What you are asked to do: Tally the lines of the data that include the word "path" and state the total, nothing else.

Extracted records:
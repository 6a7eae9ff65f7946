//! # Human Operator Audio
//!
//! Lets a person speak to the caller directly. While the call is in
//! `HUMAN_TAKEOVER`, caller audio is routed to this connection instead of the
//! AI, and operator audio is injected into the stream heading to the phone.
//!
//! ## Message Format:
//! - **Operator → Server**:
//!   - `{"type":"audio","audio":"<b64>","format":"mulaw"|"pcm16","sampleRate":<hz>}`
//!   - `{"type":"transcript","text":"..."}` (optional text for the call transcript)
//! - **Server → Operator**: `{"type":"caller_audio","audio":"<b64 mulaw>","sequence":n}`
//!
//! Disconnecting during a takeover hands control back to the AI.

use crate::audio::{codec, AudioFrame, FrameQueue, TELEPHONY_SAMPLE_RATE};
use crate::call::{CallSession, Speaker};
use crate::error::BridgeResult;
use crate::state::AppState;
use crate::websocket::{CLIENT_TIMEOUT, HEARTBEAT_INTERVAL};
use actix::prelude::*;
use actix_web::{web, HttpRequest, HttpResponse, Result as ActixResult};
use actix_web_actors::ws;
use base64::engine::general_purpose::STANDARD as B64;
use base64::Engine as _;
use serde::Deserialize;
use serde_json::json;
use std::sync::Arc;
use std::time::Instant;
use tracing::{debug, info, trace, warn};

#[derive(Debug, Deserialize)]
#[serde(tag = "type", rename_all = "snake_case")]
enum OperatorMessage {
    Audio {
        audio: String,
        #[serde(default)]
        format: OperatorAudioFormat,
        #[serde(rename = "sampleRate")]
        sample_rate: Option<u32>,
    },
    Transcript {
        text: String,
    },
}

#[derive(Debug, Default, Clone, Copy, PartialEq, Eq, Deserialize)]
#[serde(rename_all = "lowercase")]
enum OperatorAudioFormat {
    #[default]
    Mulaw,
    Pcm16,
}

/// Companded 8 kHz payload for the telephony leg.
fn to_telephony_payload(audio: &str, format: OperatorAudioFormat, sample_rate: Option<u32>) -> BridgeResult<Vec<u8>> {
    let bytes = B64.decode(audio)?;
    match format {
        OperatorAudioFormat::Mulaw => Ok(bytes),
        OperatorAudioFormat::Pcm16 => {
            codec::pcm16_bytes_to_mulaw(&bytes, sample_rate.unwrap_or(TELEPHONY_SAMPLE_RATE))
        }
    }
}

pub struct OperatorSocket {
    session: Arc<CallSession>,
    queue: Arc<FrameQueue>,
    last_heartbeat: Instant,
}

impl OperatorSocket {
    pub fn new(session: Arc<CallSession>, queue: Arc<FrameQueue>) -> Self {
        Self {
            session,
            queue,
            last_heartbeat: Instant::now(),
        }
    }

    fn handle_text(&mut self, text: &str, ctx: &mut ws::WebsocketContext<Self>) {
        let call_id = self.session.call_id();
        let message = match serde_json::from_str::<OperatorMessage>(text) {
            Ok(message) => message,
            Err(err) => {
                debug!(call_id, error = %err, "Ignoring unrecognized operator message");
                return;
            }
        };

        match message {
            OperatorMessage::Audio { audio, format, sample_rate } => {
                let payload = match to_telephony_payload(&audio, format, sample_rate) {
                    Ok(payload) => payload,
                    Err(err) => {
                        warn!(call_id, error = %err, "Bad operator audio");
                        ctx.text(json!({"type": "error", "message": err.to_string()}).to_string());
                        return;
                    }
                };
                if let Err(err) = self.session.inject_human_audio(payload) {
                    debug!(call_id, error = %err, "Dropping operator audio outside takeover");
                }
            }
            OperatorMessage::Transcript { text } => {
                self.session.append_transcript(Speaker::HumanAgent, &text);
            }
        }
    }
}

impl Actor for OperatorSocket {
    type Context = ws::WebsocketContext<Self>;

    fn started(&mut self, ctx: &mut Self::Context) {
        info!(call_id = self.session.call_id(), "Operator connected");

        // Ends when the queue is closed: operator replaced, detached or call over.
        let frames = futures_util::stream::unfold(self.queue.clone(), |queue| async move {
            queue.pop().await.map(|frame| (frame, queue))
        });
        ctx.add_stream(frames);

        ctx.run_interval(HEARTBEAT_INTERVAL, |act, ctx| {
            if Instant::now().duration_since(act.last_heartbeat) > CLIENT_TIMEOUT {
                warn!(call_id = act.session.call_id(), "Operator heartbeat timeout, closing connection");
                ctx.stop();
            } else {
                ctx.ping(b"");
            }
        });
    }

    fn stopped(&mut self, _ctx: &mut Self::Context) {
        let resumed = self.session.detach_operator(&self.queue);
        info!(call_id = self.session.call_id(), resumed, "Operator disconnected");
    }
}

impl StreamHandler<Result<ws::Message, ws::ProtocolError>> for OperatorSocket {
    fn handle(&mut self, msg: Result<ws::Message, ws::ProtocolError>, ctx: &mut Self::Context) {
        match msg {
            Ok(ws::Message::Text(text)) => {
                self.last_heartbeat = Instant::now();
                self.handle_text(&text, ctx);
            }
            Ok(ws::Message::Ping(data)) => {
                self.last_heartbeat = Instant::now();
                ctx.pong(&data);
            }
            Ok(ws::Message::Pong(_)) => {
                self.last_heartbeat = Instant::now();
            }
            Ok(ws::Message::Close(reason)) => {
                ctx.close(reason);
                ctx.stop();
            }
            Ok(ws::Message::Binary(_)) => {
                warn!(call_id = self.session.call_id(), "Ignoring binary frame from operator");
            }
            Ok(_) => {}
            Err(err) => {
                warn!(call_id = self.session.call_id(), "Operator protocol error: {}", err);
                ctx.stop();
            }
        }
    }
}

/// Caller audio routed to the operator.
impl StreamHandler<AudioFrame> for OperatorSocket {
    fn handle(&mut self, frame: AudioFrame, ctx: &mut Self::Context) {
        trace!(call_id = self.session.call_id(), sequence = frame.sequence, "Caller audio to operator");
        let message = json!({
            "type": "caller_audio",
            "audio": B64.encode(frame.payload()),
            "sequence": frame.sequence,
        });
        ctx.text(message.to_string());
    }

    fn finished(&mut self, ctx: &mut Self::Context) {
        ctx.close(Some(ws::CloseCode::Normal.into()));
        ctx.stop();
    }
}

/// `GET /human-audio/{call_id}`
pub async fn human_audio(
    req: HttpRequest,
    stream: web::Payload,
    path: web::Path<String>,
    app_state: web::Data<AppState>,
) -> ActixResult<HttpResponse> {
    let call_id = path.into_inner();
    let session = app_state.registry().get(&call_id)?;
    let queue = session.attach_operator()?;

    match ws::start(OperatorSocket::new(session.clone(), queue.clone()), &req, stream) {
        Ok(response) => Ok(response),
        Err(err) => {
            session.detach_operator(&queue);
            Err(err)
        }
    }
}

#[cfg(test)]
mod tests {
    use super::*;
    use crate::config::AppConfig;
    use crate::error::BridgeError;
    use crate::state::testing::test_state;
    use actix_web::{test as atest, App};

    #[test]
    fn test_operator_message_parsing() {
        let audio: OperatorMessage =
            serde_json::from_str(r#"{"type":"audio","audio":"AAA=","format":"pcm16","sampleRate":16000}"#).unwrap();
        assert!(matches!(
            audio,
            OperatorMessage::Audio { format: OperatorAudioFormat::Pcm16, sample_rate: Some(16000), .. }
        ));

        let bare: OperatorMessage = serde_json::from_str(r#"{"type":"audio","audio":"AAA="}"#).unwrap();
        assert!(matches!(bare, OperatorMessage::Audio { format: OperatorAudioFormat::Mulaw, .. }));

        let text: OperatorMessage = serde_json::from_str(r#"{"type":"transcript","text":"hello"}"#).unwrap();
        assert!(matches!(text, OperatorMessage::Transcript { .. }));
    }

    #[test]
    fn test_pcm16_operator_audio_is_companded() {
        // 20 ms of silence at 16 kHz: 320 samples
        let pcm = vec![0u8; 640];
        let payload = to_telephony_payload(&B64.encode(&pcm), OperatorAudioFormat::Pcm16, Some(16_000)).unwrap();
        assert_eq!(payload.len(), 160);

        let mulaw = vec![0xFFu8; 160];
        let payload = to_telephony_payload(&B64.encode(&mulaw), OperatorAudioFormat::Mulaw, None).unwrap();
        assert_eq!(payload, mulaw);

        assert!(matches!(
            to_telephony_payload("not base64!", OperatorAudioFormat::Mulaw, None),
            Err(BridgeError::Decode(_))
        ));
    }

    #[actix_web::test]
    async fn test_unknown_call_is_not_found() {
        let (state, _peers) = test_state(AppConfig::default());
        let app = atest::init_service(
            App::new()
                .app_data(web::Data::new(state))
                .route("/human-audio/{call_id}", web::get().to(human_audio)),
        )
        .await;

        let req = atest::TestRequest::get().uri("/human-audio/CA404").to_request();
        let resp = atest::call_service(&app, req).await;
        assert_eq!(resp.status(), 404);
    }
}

Written response: 2